* **Exercise prompt**:
Among the records that follow, count the lines where "unwrap" appears, and state the count by itself.
┌─ Given records
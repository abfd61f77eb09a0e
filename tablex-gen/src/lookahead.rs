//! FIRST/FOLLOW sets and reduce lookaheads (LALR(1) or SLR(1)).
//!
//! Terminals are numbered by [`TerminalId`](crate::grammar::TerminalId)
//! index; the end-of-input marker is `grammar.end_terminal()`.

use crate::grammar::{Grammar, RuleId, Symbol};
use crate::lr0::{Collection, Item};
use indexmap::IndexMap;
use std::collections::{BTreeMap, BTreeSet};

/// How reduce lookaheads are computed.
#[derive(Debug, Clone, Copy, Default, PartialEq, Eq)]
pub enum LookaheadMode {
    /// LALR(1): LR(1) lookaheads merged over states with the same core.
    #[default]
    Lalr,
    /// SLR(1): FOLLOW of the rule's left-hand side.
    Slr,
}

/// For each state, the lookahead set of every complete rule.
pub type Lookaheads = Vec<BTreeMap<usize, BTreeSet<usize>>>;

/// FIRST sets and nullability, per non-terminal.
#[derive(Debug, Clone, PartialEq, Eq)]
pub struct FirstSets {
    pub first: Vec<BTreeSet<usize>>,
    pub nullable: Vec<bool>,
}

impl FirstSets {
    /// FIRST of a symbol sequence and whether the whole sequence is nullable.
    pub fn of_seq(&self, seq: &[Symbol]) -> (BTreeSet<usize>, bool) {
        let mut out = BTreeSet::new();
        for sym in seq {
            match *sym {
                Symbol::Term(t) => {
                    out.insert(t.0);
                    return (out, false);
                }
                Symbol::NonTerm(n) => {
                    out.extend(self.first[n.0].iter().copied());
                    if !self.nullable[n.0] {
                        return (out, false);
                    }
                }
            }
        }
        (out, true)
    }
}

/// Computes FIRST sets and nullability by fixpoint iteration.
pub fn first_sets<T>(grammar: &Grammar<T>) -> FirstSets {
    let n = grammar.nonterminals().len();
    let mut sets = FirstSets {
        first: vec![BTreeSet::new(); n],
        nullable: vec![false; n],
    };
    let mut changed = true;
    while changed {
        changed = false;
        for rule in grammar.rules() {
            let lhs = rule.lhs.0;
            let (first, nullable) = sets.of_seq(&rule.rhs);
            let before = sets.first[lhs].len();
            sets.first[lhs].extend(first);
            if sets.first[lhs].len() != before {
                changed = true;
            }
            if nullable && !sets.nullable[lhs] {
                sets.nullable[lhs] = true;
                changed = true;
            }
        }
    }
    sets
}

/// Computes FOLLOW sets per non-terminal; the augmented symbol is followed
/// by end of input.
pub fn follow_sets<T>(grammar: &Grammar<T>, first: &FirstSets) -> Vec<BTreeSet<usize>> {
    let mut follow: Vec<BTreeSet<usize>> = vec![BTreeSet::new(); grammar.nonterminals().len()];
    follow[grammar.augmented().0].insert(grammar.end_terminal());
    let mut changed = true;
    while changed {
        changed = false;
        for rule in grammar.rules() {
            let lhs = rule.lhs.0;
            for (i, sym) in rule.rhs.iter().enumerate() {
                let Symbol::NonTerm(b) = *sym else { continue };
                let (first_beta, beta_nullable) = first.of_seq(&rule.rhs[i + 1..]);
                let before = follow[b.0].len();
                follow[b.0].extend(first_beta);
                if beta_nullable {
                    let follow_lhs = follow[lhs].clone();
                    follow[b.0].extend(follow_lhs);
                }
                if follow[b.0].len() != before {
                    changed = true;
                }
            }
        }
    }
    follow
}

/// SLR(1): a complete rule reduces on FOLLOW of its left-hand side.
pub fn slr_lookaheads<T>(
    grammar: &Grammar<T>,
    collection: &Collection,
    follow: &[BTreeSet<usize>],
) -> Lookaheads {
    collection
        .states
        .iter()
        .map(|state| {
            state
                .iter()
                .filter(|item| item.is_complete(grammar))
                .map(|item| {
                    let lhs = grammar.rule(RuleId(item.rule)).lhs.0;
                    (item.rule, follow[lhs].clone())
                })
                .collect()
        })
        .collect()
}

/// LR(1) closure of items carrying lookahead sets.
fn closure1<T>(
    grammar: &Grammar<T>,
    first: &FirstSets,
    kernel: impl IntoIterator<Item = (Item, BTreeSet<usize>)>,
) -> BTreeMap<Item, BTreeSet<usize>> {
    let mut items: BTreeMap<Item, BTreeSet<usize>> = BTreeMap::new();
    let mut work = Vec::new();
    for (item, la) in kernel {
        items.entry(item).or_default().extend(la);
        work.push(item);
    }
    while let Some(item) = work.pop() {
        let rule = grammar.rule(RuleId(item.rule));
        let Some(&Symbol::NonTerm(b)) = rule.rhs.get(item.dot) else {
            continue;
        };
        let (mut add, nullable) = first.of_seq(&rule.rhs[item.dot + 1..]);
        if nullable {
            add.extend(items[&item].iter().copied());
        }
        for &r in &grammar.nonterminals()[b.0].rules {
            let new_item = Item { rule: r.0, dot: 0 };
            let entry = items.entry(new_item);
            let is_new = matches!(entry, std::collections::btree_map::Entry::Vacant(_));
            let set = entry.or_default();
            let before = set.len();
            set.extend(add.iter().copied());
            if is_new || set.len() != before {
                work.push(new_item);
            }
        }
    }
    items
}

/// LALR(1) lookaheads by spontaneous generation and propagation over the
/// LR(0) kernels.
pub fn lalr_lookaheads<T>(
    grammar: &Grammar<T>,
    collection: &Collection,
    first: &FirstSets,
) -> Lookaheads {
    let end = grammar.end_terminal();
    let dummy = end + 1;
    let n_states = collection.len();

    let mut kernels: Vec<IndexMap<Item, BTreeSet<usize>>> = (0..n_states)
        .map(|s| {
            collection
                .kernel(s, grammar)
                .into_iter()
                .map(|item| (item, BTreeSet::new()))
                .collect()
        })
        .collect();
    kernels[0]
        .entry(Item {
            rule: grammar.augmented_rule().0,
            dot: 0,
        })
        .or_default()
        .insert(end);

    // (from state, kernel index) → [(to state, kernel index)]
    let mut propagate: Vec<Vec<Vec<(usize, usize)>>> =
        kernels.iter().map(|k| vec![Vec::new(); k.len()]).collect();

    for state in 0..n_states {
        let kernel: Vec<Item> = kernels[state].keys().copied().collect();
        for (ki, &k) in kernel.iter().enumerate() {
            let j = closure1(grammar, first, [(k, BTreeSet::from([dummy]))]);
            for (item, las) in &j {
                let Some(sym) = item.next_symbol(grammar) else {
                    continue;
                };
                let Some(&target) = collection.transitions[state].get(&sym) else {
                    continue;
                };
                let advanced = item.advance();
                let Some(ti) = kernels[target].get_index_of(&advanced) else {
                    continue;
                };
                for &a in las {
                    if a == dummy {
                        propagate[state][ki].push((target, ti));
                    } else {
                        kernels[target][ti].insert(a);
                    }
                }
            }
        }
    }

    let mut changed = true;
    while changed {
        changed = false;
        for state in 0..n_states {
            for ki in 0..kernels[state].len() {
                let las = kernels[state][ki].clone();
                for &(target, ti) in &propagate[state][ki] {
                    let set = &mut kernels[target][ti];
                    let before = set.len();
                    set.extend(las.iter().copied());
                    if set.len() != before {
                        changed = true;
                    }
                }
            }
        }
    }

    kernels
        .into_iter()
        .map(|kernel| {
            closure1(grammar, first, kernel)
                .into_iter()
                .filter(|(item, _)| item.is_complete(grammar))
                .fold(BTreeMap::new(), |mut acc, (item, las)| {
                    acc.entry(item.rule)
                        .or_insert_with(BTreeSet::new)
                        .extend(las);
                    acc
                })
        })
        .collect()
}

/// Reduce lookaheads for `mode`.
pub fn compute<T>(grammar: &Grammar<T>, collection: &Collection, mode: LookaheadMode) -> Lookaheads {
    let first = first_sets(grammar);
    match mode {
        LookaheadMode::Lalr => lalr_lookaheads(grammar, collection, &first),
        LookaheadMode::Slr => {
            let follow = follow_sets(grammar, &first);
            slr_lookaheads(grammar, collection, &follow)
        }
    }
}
└─
┌─ Given records
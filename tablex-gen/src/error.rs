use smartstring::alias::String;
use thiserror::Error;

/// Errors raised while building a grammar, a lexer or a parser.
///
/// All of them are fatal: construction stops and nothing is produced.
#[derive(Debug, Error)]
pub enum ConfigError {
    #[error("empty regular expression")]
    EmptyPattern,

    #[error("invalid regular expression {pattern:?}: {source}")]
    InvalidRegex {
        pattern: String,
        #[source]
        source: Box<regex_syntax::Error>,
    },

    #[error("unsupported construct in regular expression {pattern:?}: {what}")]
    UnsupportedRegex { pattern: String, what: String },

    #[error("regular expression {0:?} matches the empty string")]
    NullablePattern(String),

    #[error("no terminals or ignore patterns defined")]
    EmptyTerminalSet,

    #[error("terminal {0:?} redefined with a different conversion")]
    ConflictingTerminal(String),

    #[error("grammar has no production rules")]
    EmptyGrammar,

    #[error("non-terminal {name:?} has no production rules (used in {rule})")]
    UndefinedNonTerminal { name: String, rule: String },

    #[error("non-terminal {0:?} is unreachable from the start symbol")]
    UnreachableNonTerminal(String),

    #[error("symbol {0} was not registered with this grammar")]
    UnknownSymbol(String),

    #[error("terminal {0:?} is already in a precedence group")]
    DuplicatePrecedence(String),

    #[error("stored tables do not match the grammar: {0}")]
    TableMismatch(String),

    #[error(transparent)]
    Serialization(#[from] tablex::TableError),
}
└─
┌─ Given records
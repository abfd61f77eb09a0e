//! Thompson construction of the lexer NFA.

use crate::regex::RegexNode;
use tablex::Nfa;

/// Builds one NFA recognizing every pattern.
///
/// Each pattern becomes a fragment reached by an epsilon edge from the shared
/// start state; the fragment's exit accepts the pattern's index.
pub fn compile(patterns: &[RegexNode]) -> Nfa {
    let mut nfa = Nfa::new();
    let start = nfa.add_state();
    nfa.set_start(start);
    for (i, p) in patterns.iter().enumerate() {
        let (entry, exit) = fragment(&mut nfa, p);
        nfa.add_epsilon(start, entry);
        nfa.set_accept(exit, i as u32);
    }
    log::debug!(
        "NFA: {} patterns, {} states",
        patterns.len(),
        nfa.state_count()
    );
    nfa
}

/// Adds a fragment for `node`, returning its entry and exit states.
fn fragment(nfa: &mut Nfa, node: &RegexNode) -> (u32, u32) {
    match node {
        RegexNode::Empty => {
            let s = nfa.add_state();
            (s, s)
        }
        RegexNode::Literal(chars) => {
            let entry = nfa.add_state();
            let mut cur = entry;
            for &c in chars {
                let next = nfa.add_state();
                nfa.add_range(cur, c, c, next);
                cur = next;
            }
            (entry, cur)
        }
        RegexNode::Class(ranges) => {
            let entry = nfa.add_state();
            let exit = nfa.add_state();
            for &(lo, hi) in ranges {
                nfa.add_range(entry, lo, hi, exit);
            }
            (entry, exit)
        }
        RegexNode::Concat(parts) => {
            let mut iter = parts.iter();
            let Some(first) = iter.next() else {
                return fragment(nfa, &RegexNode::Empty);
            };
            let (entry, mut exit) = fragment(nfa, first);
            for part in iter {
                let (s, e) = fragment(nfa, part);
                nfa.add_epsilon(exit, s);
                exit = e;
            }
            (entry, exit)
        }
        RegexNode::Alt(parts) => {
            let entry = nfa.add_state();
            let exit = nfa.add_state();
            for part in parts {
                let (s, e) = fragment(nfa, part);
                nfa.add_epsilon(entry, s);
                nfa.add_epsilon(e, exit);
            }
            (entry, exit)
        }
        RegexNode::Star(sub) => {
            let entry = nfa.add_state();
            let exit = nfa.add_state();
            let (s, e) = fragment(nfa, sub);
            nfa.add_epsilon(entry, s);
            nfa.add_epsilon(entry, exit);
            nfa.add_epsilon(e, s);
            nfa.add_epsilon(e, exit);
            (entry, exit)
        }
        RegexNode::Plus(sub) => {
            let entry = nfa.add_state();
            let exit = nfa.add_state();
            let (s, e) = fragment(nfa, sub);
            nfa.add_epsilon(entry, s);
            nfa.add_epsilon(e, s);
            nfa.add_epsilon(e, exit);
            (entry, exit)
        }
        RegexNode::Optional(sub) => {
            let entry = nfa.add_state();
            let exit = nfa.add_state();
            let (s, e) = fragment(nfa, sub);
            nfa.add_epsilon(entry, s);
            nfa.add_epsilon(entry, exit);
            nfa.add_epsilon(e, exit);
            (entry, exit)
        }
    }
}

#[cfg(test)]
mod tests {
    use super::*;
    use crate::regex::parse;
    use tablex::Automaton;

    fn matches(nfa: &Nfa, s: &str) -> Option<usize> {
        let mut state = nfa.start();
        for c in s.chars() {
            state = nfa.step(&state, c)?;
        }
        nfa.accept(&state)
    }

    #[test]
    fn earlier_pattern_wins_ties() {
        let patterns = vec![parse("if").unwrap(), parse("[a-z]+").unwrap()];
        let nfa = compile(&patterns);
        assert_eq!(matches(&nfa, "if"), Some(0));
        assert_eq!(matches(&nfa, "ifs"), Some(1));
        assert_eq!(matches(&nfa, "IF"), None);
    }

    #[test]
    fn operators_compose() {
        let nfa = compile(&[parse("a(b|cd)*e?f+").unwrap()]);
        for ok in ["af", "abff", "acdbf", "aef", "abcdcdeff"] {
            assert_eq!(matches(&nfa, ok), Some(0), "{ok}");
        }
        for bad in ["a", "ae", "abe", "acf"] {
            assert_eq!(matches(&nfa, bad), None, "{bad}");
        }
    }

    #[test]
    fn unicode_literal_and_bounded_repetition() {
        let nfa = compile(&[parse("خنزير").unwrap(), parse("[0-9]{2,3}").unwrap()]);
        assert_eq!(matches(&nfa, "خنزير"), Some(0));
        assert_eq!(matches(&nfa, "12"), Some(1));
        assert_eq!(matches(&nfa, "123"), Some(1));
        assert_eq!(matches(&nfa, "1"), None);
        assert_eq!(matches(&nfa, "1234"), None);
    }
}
└─
* **Task response**:
3